Saturday, 9 February 2013

Potosi

 The official height for the world’s highest city is confidently quoted as 4060 metres, which, before we arrived, led me to assume that it might be a level city, possibly set out on a rolling plain, with a mountain for a backdrop. When the reality is radically different. It’s perched precariously on Cerro Rico’s steep flank. One decent seismic shake and you can’t help feeling that it could simply slide away, like a woollen blanket from a tumbled bed. Yet only a small microcosm of that quoted population can claim this elevation, possibly those who share the contour line that runs through the  top step of the ‘Casa de Gobierno’. From those at the top of the hill, to those in the basement, is a drop through multiple levels of history, through timelines of exploitation and degradation, all in the name of religious and old world aggrandisement. An history of slavery and indentured labour, of greed and hypocrisy, of callous indifference for their fellow man.  A city where truth says, if the mine doesn’t kill you, the mercury in the refining plant will. A city where it’s clear, even today you’re either old or dead before your half century‘s out. An historical city built on cant and pious fraud, that today is sustained by the concept of a lottery, where the probability of winning ‘el Gordo’ are similarly minuscule, but unlike a national lotto, you will be killed by playing their odds. It’s a city waiting for the invention of the three dimensional holographic map, where a flat, two dimensional chart just can’t manage to explain the place with any truth or clarity.

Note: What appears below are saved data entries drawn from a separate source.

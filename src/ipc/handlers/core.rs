use crate::db;
use crate::identity::LocalDirectory;
use crate::ipc::error::{err, ok};
use crate::ipc::types::{AppState, Request};
use crate::notes::NoteStore;
use serde_json::json;
use std::path::PathBuf;

fn handle_health(state: &mut AppState, req: &Request) -> serde_json::Value {
    ok(
        &req.id,
        json!({
            "version": env!("CARGO_PKG_VERSION"),
            "workspacePath": state.workspace.as_ref().map(|p| p.to_string_lossy().to_string())
        }),
    )
}

fn handle_workspace_select(state: &mut AppState, req: &Request) -> serde_json::Value {
    let p = req
        .params
        .get("path")
        .and_then(|v| v.as_str())
        .map(PathBuf::from);
    let Some(path) = p else {
        return err(&req.id, "bad_params", "missing params.path", None);
    };

    // Open everything before swapping anything in, so a failure leaves the
    // previous workspace intact.
    let conn = match db::open_db(&path) {
        Ok(c) => c,
        Err(e) => return err(&req.id, "db_open_failed", format!("{e:?}"), None),
    };
    let directory = match LocalDirectory::open(&path) {
        Ok(d) => d,
        Err(e) => {
            return err(
                &req.id,
                "db_open_failed",
                format!("{e:?}"),
                Some(json!({ "store": "identity" })),
            )
        }
    };
    let notes = match NoteStore::open(&path) {
        Ok(n) => n,
        Err(e) => {
            return err(
                &req.id,
                "db_open_failed",
                format!("{e:?}"),
                Some(json!({ "store": "notes" })),
            )
        }
    };

    tracing::info!(workspace = %path.display(), "workspace opened");
    state.workspace = Some(path.clone());
    state.db = Some(conn);
    state.identity = Some(Box::new(directory));
    state.notes = Some(notes);
    ok(&req.id, json!({ "workspacePath": path.to_string_lossy() }))
}

pub fn try_handle(state: &mut AppState, req: &Request) -> Option<serde_json::Value> {
    match req.method.as_str() {
        "health" => Some(handle_health(state, req)),
        "workspace.select" => Some(handle_workspace_select(state, req)),
        _ => None,
    }
}
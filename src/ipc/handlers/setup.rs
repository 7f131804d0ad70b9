use crate::ipc::error::HandlerErr;
use crate::ipc::helpers::{caller, db, reply, require_admin, store_err};
use crate::ipc::types::{AppState, Request};
use crate::settings::{self, SetupSection};
use serde_json::{json, Map, Value};

fn handle_setup_get(state: &mut AppState, req: &Request) -> Result<Value, HandlerErr> {
    caller(state, req)?;
    let conn = db(state)?;
    let mut out = Map::new();
    for section in SetupSection::ALL {
        let v = settings::load_section(conn, section).map_err(store_err("db_query_failed"))?;
        out.insert(section.name().to_string(), v);
    }
    Ok(Value::Object(out))
}

fn handle_setup_update(state: &mut AppState, req: &Request) -> Result<Value, HandlerErr> {
    let who = caller(state, req)?;
    require_admin(&who)?;
    let conn = db(state)?;

    let Some(section_raw) = req.params.get("section").and_then(|v| v.as_str()) else {
        return Err(HandlerErr::new("bad_params", "missing section"));
    };
    let Some(section) = SetupSection::parse(section_raw) else {
        return Err(HandlerErr::new("bad_params", "unknown section")
            .with_details(json!({ "section": section_raw })));
    };
    let Some(patch_obj) = req.params.get("patch").and_then(|v| v.as_object()) else {
        return Err(HandlerErr::new("bad_params", "patch must be an object"));
    };

    let mut current =
        settings::load_section(conn, section).map_err(store_err("db_query_failed"))?;
    settings::merge_section_patch(section, &mut current, patch_obj)
        .map_err(|msg| HandlerErr::new("bad_params", msg))?;
    settings::save_section(conn, section, &current).map_err(store_err("db_update_failed"))?;
    tracing::info!(section = section.name(), user_id = %who.user_id, "settings updated");
    Ok(json!({ "ok": true }))
}

pub fn try_handle(state: &mut AppState, req: &Request) -> Option<serde_json::Value> {
    let result = match req.method.as_str() {
        "setup.get" => handle_setup_get(state, req),
        "setup.update" => handle_setup_update(state, req),
        _ => return None,
    };
    Some(reply(req, result))
}
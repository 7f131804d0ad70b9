use super::handlers;
use super::types::{AppState, Request};
use crate::ipc::error::err;

type Handler = fn(&mut AppState, &Request) -> Option<serde_json::Value>;

const HANDLERS: &[Handler] = &[
    handlers::core::try_handle,
    handlers::auth::try_handle,
    handlers::setup::try_handle,
    handlers::lists::try_handle,
    handlers::academics::try_handle,
    handlers::people::try_handle,
    handlers::notices::try_handle,
    handlers::calendar::try_handle,
    handlers::forms::try_handle,
    handlers::notes::try_handle,
];

pub fn handle_request(state: &mut AppState, req: Request) -> serde_json::Value {
    let span = tracing::info_span!("request", id = %req.id, method = %req.method);
    let _enter = span.enter();

    for handler in HANDLERS {
        if let Some(resp) = handler(state, &req) {
            let ok = resp.get("ok").and_then(|v| v.as_bool()).unwrap_or(false);
            tracing::debug!(ok, "handled");
            return resp;
        }
    }

    tracing::warn!("unknown method");
    err(
        &req.id,
        "not_implemented",
        format!("unknown method: {}", req.method),
        None,
    )
}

We were to have the same experiences with La Paz and with Cusco, places with altitude and gradients, with narrow street widths and uncharted staircases, that defy a cycling culture. We’ve pushed our way up one too many slippery cobbled streets, usually to the encouragement of a taxi with attitude. These are cities for parking up the bikes and taking to ‘Shank’s pony’, to walking, then waking in the morning, stiff from exercising unaccustomed calf muscles. Walking through history. We spend a few days exploring the old colonial quarter, wandering up and down the steep streets, the immediate streetscape changes, but the outer views are essentially the same.   
      
Look downhill, down any narrow alley of polished cobbles 
and your view will disappear through a cradle of electrical wires, down into a vanishing point of balconied houses. Look to your left or right, the street will roll off the side of the mountain’s flank, leaving a distant view of far off hill horizons. Now turn around. You’ve been presented to a Morloch. A brooding monster that has expected and extracted extreme and terrible sacrifices. You’re in an audience with the enormity that is Cerro Rico. It’s unremitting presence, it’s unrelenting essence is a dark shadow that fills in the space between city and sky. A black shadow that falls across all the intricate stone carvings, the delicate wood mouldings  that festoon  the basilica’s façades and altars. With it’s excoriated skin and scoured-out entrails, it’s spoil heaps and it‘s ‘pieces of eight’, it once created the world’s richest men and the world’s richest city, driving the economy of old world Spain and consequently, the history of colonising Europe. The city and the mountain, the prison and the servant, ended up, one and the same.